Acudí junto a un médico ilustre cuya ciencia y cuyo saber admiro desde hace mucho tiempo. Me recibió como siempre, cordial y afable. Resumió para mi contento un episodio inédito de la vida de Máximo Gómez sobre el cual adiestra su erudición, Me recitó, de paso, para imbuirme de ritmos eternos, una estrofa de las “Fiestas Galantes” de Verlaine. Me explicó los síndromes esenciales del cáncer en la cabeza del páncreas. Me contó sus éxitos crecientes en el dominó y evocó una partida lejana en que él y yo, de compañero: demoliéramos a un académico y a un colono.
Y me dijo finalmente: —Creo los médicos deben pagar el sepelio de sus clientes. Es el rescate obligatorio de una terapéutica que falla. Pero en el decreto-ley del gobierno Revolucionario donde eso se establezca, debe hacerse una aclaración: el médico escogerá el tipo de entierro.
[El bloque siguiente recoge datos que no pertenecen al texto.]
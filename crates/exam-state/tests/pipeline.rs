//! End-to-end pipeline: state record -> fetch ticket -> records -> plan -> surfaces

use chrono::NaiveDate;
use exam_charts::{ChartInstancePool, SurfaceHost, SurfaceSpec};
use exam_core::{
    AxisPosition, ChartMode, ChartResult, DateRange, ExamRows, Field, FieldCatalog, FieldOrder,
    PatientId, Selection, colors, decode_exam_rows,
};
use exam_state::{ChartController, ChartState, RenderPhase};
use serde_json::json;

/// Counts attached surfaces, nothing else
#[derive(Default)]
struct CountingHost {
    attached: Vec<String>,
    created: usize,
}

impl SurfaceHost for CountingHost {
    type Handle = String;

    fn create(&mut self, spec: &SurfaceSpec) -> ChartResult<String> {
        self.created += 1;
        self.attached.push(spec.id());
        Ok(spec.id())
    }

    fn destroy(&mut self, handle: String) -> ChartResult<()> {
        self.attached.retain(|id| *id != handle);
        Ok(())
    }

    fn clear_container(&mut self) -> ChartResult<()> {
        self.attached.clear();
        Ok(())
    }
}

fn date(s: &str) -> NaiveDate {
    NaiveDate::parse_from_str(s, "%Y-%m-%d").unwrap()
}

fn catalog() -> FieldCatalog {
    FieldCatalog::from(vec![
        Field::new("A", "Field A", "mg/dL"),
        Field::new("B", "Field B", "%"),
        Field::new("C", "Field C", "U/L"),
    ])
}

fn controller(selection: &[&str], mode: ChartMode) -> ChartController {
    ChartController::new(ChartState {
        patient: Some(PatientId::from("42")),
        range: DateRange::new(date("2024-01-01"), date("2024-01-31")),
        fields: FieldOrder::new(catalog().ids(), Selection::from_ids(selection.iter().copied())),
        mode,
    })
}

/// The Data Service response for the reference example
fn response() -> ExamRows {
    let body = json!([
        { "id": { "exam_date": "2024-01-01" }, "field": { "field_id": "A" }, "val": 5 },
        { "id": { "exam_date": "2024-01-02" }, "field": { "field_id": "A" }, "val": 7 },
        { "id": { "exam_date": "2024-01-01" }, "field": { "field_id": "B" }, "val": 2 },
    ]);
    decode_exam_rows(body, &PatientId::from("42")).unwrap()
}

#[test]
fn test_reference_example() {
    let mut chart = controller(&["A", "B"], ChartMode::Combined);
    let ticket = chart.request_fetch().unwrap();
    let plan = chart
        .resolve(ticket.generation, &response(), &catalog())
        .unwrap()
        .unwrap();

    let a = &plan.datasets[0];
    let b = &plan.datasets[1];

    let a_points: Vec<_> = a
        .series
        .points
        .iter()
        .map(|p| (p.timestamp.date_naive(), p.value))
        .collect();
    assert_eq!(a_points, vec![(date("2024-01-01"), 5.0), (date("2024-01-02"), 7.0)]);

    let b_points: Vec<_> = b
        .series
        .points
        .iter()
        .map(|p| (p.timestamp.date_naive(), p.value))
        .collect();
    assert_eq!(b_points, vec![(date("2024-01-01"), 2.0)]);

    assert_eq!(a.color, colors::PALETTE[0]);
    assert_eq!(a.axis_id().as_deref(), Some("axis-0"));
    assert_eq!(a.axis.position, AxisPosition::Left);

    assert_eq!(b.color, colors::PALETTE[1]);
    assert_eq!(b.axis_id().as_deref(), Some("axis-1"));
    assert_eq!(b.axis.position, AxisPosition::Right);
}

#[test]
fn test_render_twice_is_idempotent() {
    let tuples = || {
        let mut chart = controller(&["A", "B", "C"], ChartMode::Combined);
        let ticket = chart.request_fetch().unwrap();
        let plan = chart
            .resolve(ticket.generation, &response(), &catalog())
            .unwrap()
            .unwrap();
        plan.datasets
            .iter()
            .map(|d| (d.color, d.axis_id(), d.series.values().collect::<Vec<_>>()))
            .collect::<Vec<_>>()
    };

    assert_eq!(tuples(), tuples());
}

#[test]
fn test_stale_response_is_discarded() {
    let mut chart = controller(&["A", "B"], ChartMode::Combined);
    let slow = chart.request_fetch().unwrap();
    let fresh = chart.toggle_mode().unwrap();

    let plan = chart
        .resolve(fresh.generation, &response(), &catalog())
        .unwrap()
        .unwrap();
    assert_eq!(plan.mode, ChartMode::Separate);

    // the superseded response shows up late
    assert_eq!(chart.resolve(slow.generation, &response(), &catalog()), Ok(None));
    assert_eq!(chart.phase(), RenderPhase::DataReady);
}

#[test]
fn test_empty_selection_creates_nothing() {
    let mut chart = controller(&[], ChartMode::Separate);
    let mut pool = ChartInstancePool::new(CountingHost::default());

    assert!(chart.request_fetch().is_none());
    assert_eq!(chart.phase(), RenderPhase::Idle);
    assert_eq!(pool.live_count(), 0);
    assert_eq!(pool.host().created, 0);

    // toggling the mode re-runs the guard, still nothing
    assert!(chart.toggle_mode().is_none());
    assert_eq!(pool.render(&[]).unwrap(), 0);
}

#[test]
fn test_surface_count_follows_mode() {
    let selection = ["A", "B", "C"];
    let mut chart = controller(&selection, ChartMode::Separate);
    let mut pool = ChartInstancePool::new(CountingHost::default());

    for expected in [selection.len(), 1, selection.len()] {
        let ticket = chart.request_fetch().unwrap();
        let plan = chart
            .resolve(ticket.generation, &response(), &catalog())
            .unwrap()
            .unwrap();

        let live = pool.render(&plan.surfaces()).unwrap();
        assert!(chart.mark_rendered(plan.generation));

        assert_eq!(live, expected);
        assert_eq!(plan.surface_count(), expected);
        assert_eq!(pool.host().attached.len(), expected);
        assert_eq!(chart.phase(), RenderPhase::Rendered);

        let toggled = chart.toggle_mode().unwrap();
        assert_eq!(chart.phase(), RenderPhase::FetchPending);
        assert_eq!(toggled.generation, plan.generation + 1);
    }

    // every pass replaced the previous one instead of adding to it
    assert_eq!(pool.host().created, 3 + 1 + 3);
}

#[test]
fn test_reorder_changes_colors_and_axes() {
    let mut chart = controller(&["A", "B"], ChartMode::Combined);
    let ticket = chart.reorder(1, 0).unwrap().unwrap();
    let plan = chart
        .resolve(ticket.generation, &response(), &catalog())
        .unwrap()
        .unwrap();

    assert_eq!(plan.datasets[0].series.field_id.as_str(), "B");
    assert_eq!(plan.datasets[0].color, colors::PALETTE[0]);
    assert_eq!(plan.datasets[0].axis_id().as_deref(), Some("axis-0"));
}

#[test]
fn test_reorder_after_render_refetches() {
    let mut chart = controller(&["A", "B"], ChartMode::Separate);
    let ticket = chart.request_fetch().unwrap();
    let plan = chart
        .resolve(ticket.generation, &response(), &catalog())
        .unwrap()
        .unwrap();
    assert!(chart.mark_rendered(plan.generation));

    let reordered = chart.reorder(0, 1).unwrap().unwrap();
    assert_eq!(chart.phase(), RenderPhase::FetchPending);
    assert!(reordered.generation > plan.generation);
    assert_eq!(reordered.query.selection.join(","), "B,A");
}

#[test]
fn test_non_array_body_draws_no_separate_surfaces() {
    let render = |body: serde_json::Value, mode: ChartMode| {
        let mut chart = controller(&["A", "B", "C"], mode);
        let mut pool = ChartInstancePool::new(CountingHost::default());
        let ticket = chart.request_fetch().unwrap();
        let rows = decode_exam_rows(body, &PatientId::from("42")).unwrap();
        let plan = chart
            .resolve(ticket.generation, &rows, &catalog())
            .unwrap()
            .unwrap();
        let live = pool.render(&plan.surfaces()).unwrap();
        assert!(chart.mark_rendered(plan.generation));
        (plan.datasets.len(), live)
    };

    // not an array: nothing to chart
    assert_eq!(render(json!({ "error": "no data" }), ChartMode::Separate), (0, 0));
    assert_eq!(render(json!({ "error": "no data" }), ChartMode::Combined), (0, 1));

    // an empty array still yields one empty series per selected field
    assert_eq!(render(json!([]), ChartMode::Separate), (3, 3));
    assert_eq!(render(json!([]), ChartMode::Combined), (3, 1));
}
Porque de los contrario el beneficio podría perderse.
Solicité un esclarecimiento de estas palabras y mi ilustre amigo añadió: —Hombre, sí. Yo tengo un espíritu inclinado a lo decorativo. Sé que mis servicios fúnebres estarían llenos de majestad y de brillantez. Los sepelios de hoy son chatos y vulgares como una chancleta de baño. Y lo primero que yo haría – cuando me llegara la hora de pagar los funerales de un cliente, sería restablecer el zacateca de antaño, con su casaca vistosa, con su tricornio solemne, para lograr de una manera que la terapéutica, al fin se convirtiera nuevamente en una bella cosa.